The probabilistic modelling tries to answer the question : given that the CDR user C2 has n events matching with FTa how likely it is that the two users are the same? In other words how likely it is that we actually de-anonymized the CDR user C2? We choose this approach not only because we had data from only one carrier but also because the number of possible matchings(or matching events) is really high and at the end not all the CDR users can be excluded with respect to the social user i. So given the FTa user(which is our social user), we consider a discrete random variable U having Nu values Ui (with i that goes from one to N) associated to the people that could be the user FTa. This way a subset of U will be associated also to our CDR users. Theta_i is the probability that two users(each from different datasets) are the same person. Then we can assume that the probability mass function associated to U can be modelled as a Dirichlet distribution where we set each alfa_i equal to one over Nu. So if our social user matches with 10 CDR users that each of them has the same probability (one tenth) 1/10. If a CDR user falls in the exclusion condition illustrated in the previous slide then we set alpha_ i = 0. Then we count the number of times each CDR users produces events matching the events of social user as M and following the Bayes rule update the posterior probability as the conditional probability of theta given M. At the end there will be a single most probable hypothesis or Maximum a Posteriori theta_i MAP
Having considered only users having more than one match for each FT user we compute the probability of matching a CDR user. Figure a) left side, illustrates the results for a CRD-FT re-identification and it shows that the CDR user “0de7f” has a high probability and a large gap with other CDR users and even we don’t have ground truth evidence this large gap suggests the conclusion that the social user 1278644 is the same person as the CDR with whom it has such a large probability. In fig b) are shown the overall results where for each social user we compute the probability of top matching CDR user and then we count the number of CDR that are re-identified with a given probability and in this case with probability larger than 0.1. There are 260 social users we re-identified and this number is about one third of the social dataset we considered.
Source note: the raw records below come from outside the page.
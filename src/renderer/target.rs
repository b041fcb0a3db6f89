use thiserror::Error;

// ── RenderError ─────────────────────────────────────────────────────────────

/// Failures at the render-pass boundary.  These never propagate as panics:
/// the pass pipeline catches them, restores the previous program selection,
/// and leaves the last presented frame on the default target.
#[derive(Debug, Error)]
pub enum RenderError {
    /// An off-screen pass tried to bind a target whose GPU resources have
    /// been released (pipeline teardown already ran).
    #[error("render target '{0}' has been released")]
    TargetReleased(&'static str),

    /// Surface acquisition failed; the host loop recovers `Lost` by
    /// resizing (recreating the swapchain).
    #[error(transparent)]
    Surface(#[from] wgpu::SurfaceError),
}

// ── RenderTarget ────────────────────────────────────────────────────────────

/// Fixed-resolution off-screen framebuffer: a sampleable color texture plus
/// a private depth buffer for the pass that renders into it.
///
/// Targets are allocated once at pipeline construction and explicitly
/// released on teardown; binding a released target is an error, not a
/// panic, so a torn-down pipeline degrades instead of crashing.
pub struct RenderTarget {
    label: &'static str,
    inner: Option<TargetTextures>,
}

struct TargetTextures {
    _color: wgpu::Texture,
    color_view: wgpu::TextureView,
    _depth: wgpu::Texture,
    depth_view: wgpu::TextureView,
}

impl RenderTarget {
    /// Off-screen pass resolution (square).
    pub const SIZE: u32 = 512;

    pub fn new(device: &wgpu::Device, format: wgpu::TextureFormat, label: &'static str) -> Self {
        let size = wgpu::Extent3d {
            width: Self::SIZE,
            height: Self::SIZE,
            depth_or_array_layers: 1,
        };

        let color = device.create_texture(&wgpu::TextureDescriptor {
            label: Some(label),
            size,
            mip_level_count: 1,
            sample_count: 1,
            dimension: wgpu::TextureDimension::D2,
            format,
            usage: wgpu::TextureUsages::RENDER_ATTACHMENT | wgpu::TextureUsages::TEXTURE_BINDING,
            view_formats: &[],
        });
        let color_view = color.create_view(&wgpu::TextureViewDescriptor::default());

        let depth = device.create_texture(&wgpu::TextureDescriptor {
            label: Some(label),
            size,
            mip_level_count: 1,
            sample_count: 1,
            dimension: wgpu::TextureDimension::D2,
            format: wgpu::TextureFormat::Depth32Float,
            usage: wgpu::TextureUsages::RENDER_ATTACHMENT,
            view_formats: &[],
        });
        let depth_view = depth.create_view(&wgpu::TextureViewDescriptor::default());

        Self {
            label,
            inner: Some(TargetTextures {
                _color: color,
                color_view,
                _depth: depth,
                depth_view,
            }),
        }
    }

    /// The color attachment view, or `TargetReleased` after teardown.
    pub fn color_view(&self) -> Result<&wgpu::TextureView, RenderError> {
        self.inner
            .as_ref()
            .map(|t| &t.color_view)
            .ok_or(RenderError::TargetReleased(self.label))
    }

    /// The depth attachment view, or `TargetReleased` after teardown.
    pub fn depth_view(&self) -> Result<&wgpu::TextureView, RenderError> {
        self.inner
            .as_ref()
            .map(|t| &t.depth_view)
            .ok_or(RenderError::TargetReleased(self.label))
    }

    /// Drop the GPU textures.  Idempotent; later binds fail with
    /// `TargetReleased`.
    pub fn release(&mut self) {
        self.inner = None;
    }

    pub fn is_released(&self) -> bool {
        self.inner.is_none()
    }
}
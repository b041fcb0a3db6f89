use dermis::config::{Color, ParticleSystemConfig};
use dermis::particles::ParticleSimulator;
use dermis::particles::buffer::ParticleBuffers;
use glam::Vec3;

// Helper: a config with all forces disabled so positions and velocities
// stay where the emitter put them.
fn still_config() -> ParticleSystemConfig {
    ParticleSystemConfig {
        emitter_position: Vec3::ZERO,
        emitter_radius: 1.0,
        emission_rate: 50.0,
        max_particles: 10,
        particle_lifetime: 10.0,
        start_speed: 1.0,
        start_size: 0.5,
        end_size: 0.1,
        start_color: Color([1.0, 0.0, 0.0]),
        end_color: Color([0.0, 0.0, 1.0]),
        gravity: 0.0,
        wind: Vec3::ZERO,
        drag: 0.0,
        turbulence: 0.0,
        fade_in: 0.0,
        fade_out: 0.0,
    }
}

// ── Pool cap (Scenario A) ─────────────────────────────────────────────────

#[test]
fn pool_caps_at_max_particles() {
    // rate 50 × dt 1.0 wants 50 spawns per tick; the cap wins.
    let mut sim = ParticleSimulator::with_seed(still_config(), 7);
    for _ in 0..3 {
        sim.tick(1.0);
        assert!(sim.len() <= 10);
    }
    assert_eq!(sim.len(), 10);
}

#[test]
fn cap_holds_across_long_runs() {
    let cfg = ParticleSystemConfig {
        max_particles: 64,
        emission_rate: 500.0,
        particle_lifetime: 0.3,
        ..still_config()
    };
    let mut sim = ParticleSimulator::with_seed(cfg, 3);
    for _ in 0..200 {
        sim.tick(0.05);
        assert!(sim.len() <= 64);
    }
}

// ── Lifetime (Scenario B) ─────────────────────────────────────────────────

#[test]
fn particle_removed_when_cumulative_dt_reaches_lifetime() {
    let cfg = ParticleSystemConfig {
        emission_rate: 2.0,
        max_particles: 1,
        particle_lifetime: 3.0,
        ..still_config()
    };
    let mut sim = ParticleSimulator::with_seed(cfg, 1);

    // Tick 1 spawns the particle and immediately ages it by dt.
    sim.tick(0.5);
    assert_eq!(sim.len(), 1);

    // Ticks 2–5: still alive (cumulative age 1.0 … 2.5).
    for _ in 0..4 {
        sim.tick(0.5);
        assert_eq!(sim.len(), 1);
    }

    // Tick 6: cumulative age reaches 3.0 — removed on this tick, not the
    // next.  Emission was blocked this tick because the pool was full when
    // the emitter ran.
    sim.tick(0.5);
    assert_eq!(sim.len(), 0);
}

#[test]
fn remaining_life_decreases_by_exactly_dt() {
    let cfg = ParticleSystemConfig {
        emission_rate: 2.0,
        max_particles: 1,
        particle_lifetime: 5.0,
        ..still_config()
    };
    let mut sim = ParticleSimulator::with_seed(cfg, 2);
    sim.tick(0.5);
    let mut prev = sim.pool()[0].remaining_life;
    for _ in 0..8 {
        sim.tick(0.5);
        let cur = sim.pool()[0].remaining_life;
        assert!((prev - cur - 0.5).abs() < 1e-5);
        prev = cur;
    }
}

// ── Fade policy (Scenario C) ──────────────────────────────────────────────

#[test]
fn alpha_follows_fade_policy_over_lifetime() {
    let cfg = ParticleSystemConfig {
        emission_rate: 20.0,
        max_particles: 1,
        particle_lifetime: 1.0,
        fade_in: 0.2,
        fade_out: 0.3,
        ..still_config()
    };
    let mut sim = ParticleSimulator::with_seed(cfg, 5);

    // Tick 1 spawns and ages to life_ratio 0.05.
    sim.tick(0.05);
    assert!((sim.pool()[0].alpha - 0.25).abs() < 1e-3);

    // life_ratio 0.1 → halfway through the fade-in.
    sim.tick(0.05);
    assert!((sim.pool()[0].alpha - 0.5).abs() < 1e-3);

    // life_ratio 0.5 → plateau.
    for _ in 0..8 {
        sim.tick(0.05);
    }
    assert!((sim.pool()[0].alpha - 1.0).abs() < 1e-3);

    // life_ratio 0.85 → halfway through the fade-out.
    for _ in 0..7 {
        sim.tick(0.05);
    }
    assert!((sim.pool()[0].alpha - 0.5).abs() < 1e-2);
}

#[test]
fn zero_fade_fractions_hold_alpha_at_one() {
    let cfg = ParticleSystemConfig {
        emission_rate: 20.0,
        max_particles: 1,
        particle_lifetime: 1.0,
        fade_in: 0.0,
        fade_out: 0.0,
        ..still_config()
    };
    let mut sim = ParticleSimulator::with_seed(cfg, 6);
    sim.tick(0.05);
    assert_eq!(sim.pool()[0].alpha, 1.0);
    for _ in 0..15 {
        sim.tick(0.05);
        if let Some(p) = sim.pool().first() {
            assert_eq!(p.alpha, 1.0);
        }
    }
}

// ── Emission edge cases ───────────────────────────────────────────────────

#[test]
fn zero_emission_rate_never_emits() {
    let cfg = ParticleSystemConfig {
        emission_rate: 0.0,
        ..still_config()
    };
    let mut sim = ParticleSimulator::with_seed(cfg, 9);
    for _ in 0..50 {
        sim.tick(0.1);
    }
    assert_eq!(sim.len(), 0);
}

#[test]
fn negative_emission_rate_never_emits() {
    let cfg = ParticleSystemConfig {
        emission_rate: -5.0,
        ..still_config()
    };
    let mut sim = ParticleSimulator::with_seed(cfg, 9);
    for _ in 0..50 {
        sim.tick(0.1);
    }
    assert_eq!(sim.len(), 0);
}

#[test]
fn spawns_lie_on_emitter_disc_with_jittered_speed() {
    let cfg = ParticleSystemConfig {
        emitter_position: Vec3::new(3.0, 1.0, -2.0),
        emitter_radius: 2.0,
        emission_rate: 2.0e6,
        max_particles: 500,
        start_speed: 1.0,
        ..still_config()
    };
    // dt covers 1000 emission intervals (the cap stops at 500) but is small
    // enough that the first integration step moves nothing measurable, so
    // spawn positions survive the tick.
    let mut sim = ParticleSimulator::with_seed(cfg, 11);
    sim.tick(5e-4);
    assert_eq!(sim.len(), 500);

    for p in sim.pool() {
        let dx = p.position.x - 3.0;
        let dz = p.position.z + 2.0;
        assert!((dx * dx + dz * dz).sqrt() <= 2.0 + 1e-3);
        assert!((p.position.y - 1.0).abs() < 1e-3);

        // Horizontal speed carries the ±25 % jitter; vertical jitter is at
        // most a quarter of that magnitude.
        let horizontal = (p.velocity.x * p.velocity.x + p.velocity.z * p.velocity.z).sqrt();
        assert!((0.75 - 1e-3..=1.25 + 1e-3).contains(&horizontal));
        assert!(p.velocity.y.abs() <= 0.625 + 1e-3);
    }
}

// ── Physics ───────────────────────────────────────────────────────────────

#[test]
fn drag_clamp_prevents_velocity_sign_flip() {
    // drag·dt = 3 would scale velocity by −2 without the clamp.
    let cfg = ParticleSystemConfig {
        emission_rate: 2.0,
        max_particles: 1,
        particle_lifetime: 10.0,
        drag: 3.0,
        ..still_config()
    };
    let mut sim = ParticleSimulator::with_seed(cfg, 13);
    sim.tick(1.0);
    assert_eq!(sim.len(), 1);
    assert_eq!(sim.pool()[0].velocity, Vec3::ZERO);
}

#[test]
fn gravity_pulls_velocity_down() {
    let cfg = ParticleSystemConfig {
        emission_rate: 2.0,
        max_particles: 1,
        particle_lifetime: 10.0,
        start_speed: 0.0,
        gravity: 2.0,
        ..still_config()
    };
    let mut sim = ParticleSimulator::with_seed(cfg, 17);
    sim.tick(0.5);
    assert!((sim.pool()[0].velocity.y + 1.0).abs() < 1e-5);
    sim.tick(0.5);
    assert!((sim.pool()[0].velocity.y + 2.0).abs() < 1e-5);
}

#[test]
fn size_and_color_interpolate_with_age() {
    let cfg = ParticleSystemConfig {
        emission_rate: 20.0,
        max_particles: 1,
        particle_lifetime: 1.0,
        start_size: 1.0,
        end_size: 0.0,
        start_color: Color([1.0, 0.0, 0.0]),
        end_color: Color([0.0, 0.0, 1.0]),
        ..still_config()
    };
    let mut sim = ParticleSimulator::with_seed(cfg, 19);
    for _ in 0..10 {
        sim.tick(0.05);
    }
    // life_ratio 0.5: size halfway, color halfway.
    let p = &sim.pool()[0];
    assert!((p.size - 0.5).abs() < 1e-3);
    assert!((p.color[0] - 0.5).abs() < 1e-3);
    assert!((p.color[2] - 0.5).abs() < 1e-3);
}

// ── Determinism ───────────────────────────────────────────────────────────

#[test]
fn same_seed_same_trajectories() {
    let mut a = ParticleSimulator::with_seed(still_config(), 42);
    let mut b = ParticleSimulator::with_seed(still_config(), 42);
    for _ in 0..30 {
        a.tick(0.033);
        b.tick(0.033);
    }
    assert_eq!(a.len(), b.len());
    for (pa, pb) in a.pool().iter().zip(b.pool()) {
        assert_eq!(pa.position, pb.position);
        assert_eq!(pa.velocity, pb.velocity);
    }
}

// ── Attribute arrays ──────────────────────────────────────────────────────

#[test]
fn buffer_lengths_match_live_count() {
    let mut sim = ParticleSimulator::with_seed(still_config(), 23);
    let mut buffers = ParticleBuffers::new(10);

    for _ in 0..5 {
        sim.tick(0.1);
        buffers.rebuild(sim.pool());

        let n = sim.len();
        assert_eq!(buffers.len(), n);
        assert_eq!(buffers.positions().len(), 3 * n);
        assert_eq!(buffers.colors().len(), 3 * n);
        assert_eq!(buffers.sizes().len(), n);
        assert_eq!(buffers.alphas().len(), n);
    }
}

#[test]
fn buffer_index_i_refers_to_same_particle_across_arrays() {
    let mut sim = ParticleSimulator::with_seed(still_config(), 29);
    for _ in 0..4 {
        sim.tick(0.1);
    }
    let mut buffers = ParticleBuffers::new(10);
    buffers.rebuild(sim.pool());

    for (i, p) in sim.pool().iter().enumerate() {
        assert_eq!(buffers.positions()[i * 3], p.position.x);
        assert_eq!(buffers.positions()[i * 3 + 1], p.position.y);
        assert_eq!(buffers.positions()[i * 3 + 2], p.position.z);
        assert_eq!(buffers.colors()[i * 3], p.color[0]);
        assert_eq!(buffers.sizes()[i], p.size);
        assert_eq!(buffers.alphas()[i], p.alpha);
    }
}

#[test]
fn buffer_storage_is_reused_across_rebuilds() {
    let mut sim = ParticleSimulator::with_seed(still_config(), 31);
    let mut buffers = ParticleBuffers::new(10);
    assert_eq!(buffers.capacity(), 10);

    for _ in 0..20 {
        sim.tick(0.25);
        buffers.rebuild(sim.pool());
        assert_eq!(buffers.capacity(), 10);
    }
}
Model based on a number of independency assumptions that can be hardly justified in the real world. Also the random variable being used tend to have a large number of possible outcomes and the overall probability distribution remains low even after a large number of matching events.
Privacy concerns are the main impeding factor to prevent CDR data to be applied in pervasive applications but we believe that a viable approach can be that of a mechanism of differential anonymization that could preserve privacy without destroying the utility of the dataset for a single aspect that is the one useful for the specific application. Correlation among datasets represents a big opportunity to enrich the information available to a pervasive application for the achievement of pervasive computing vision.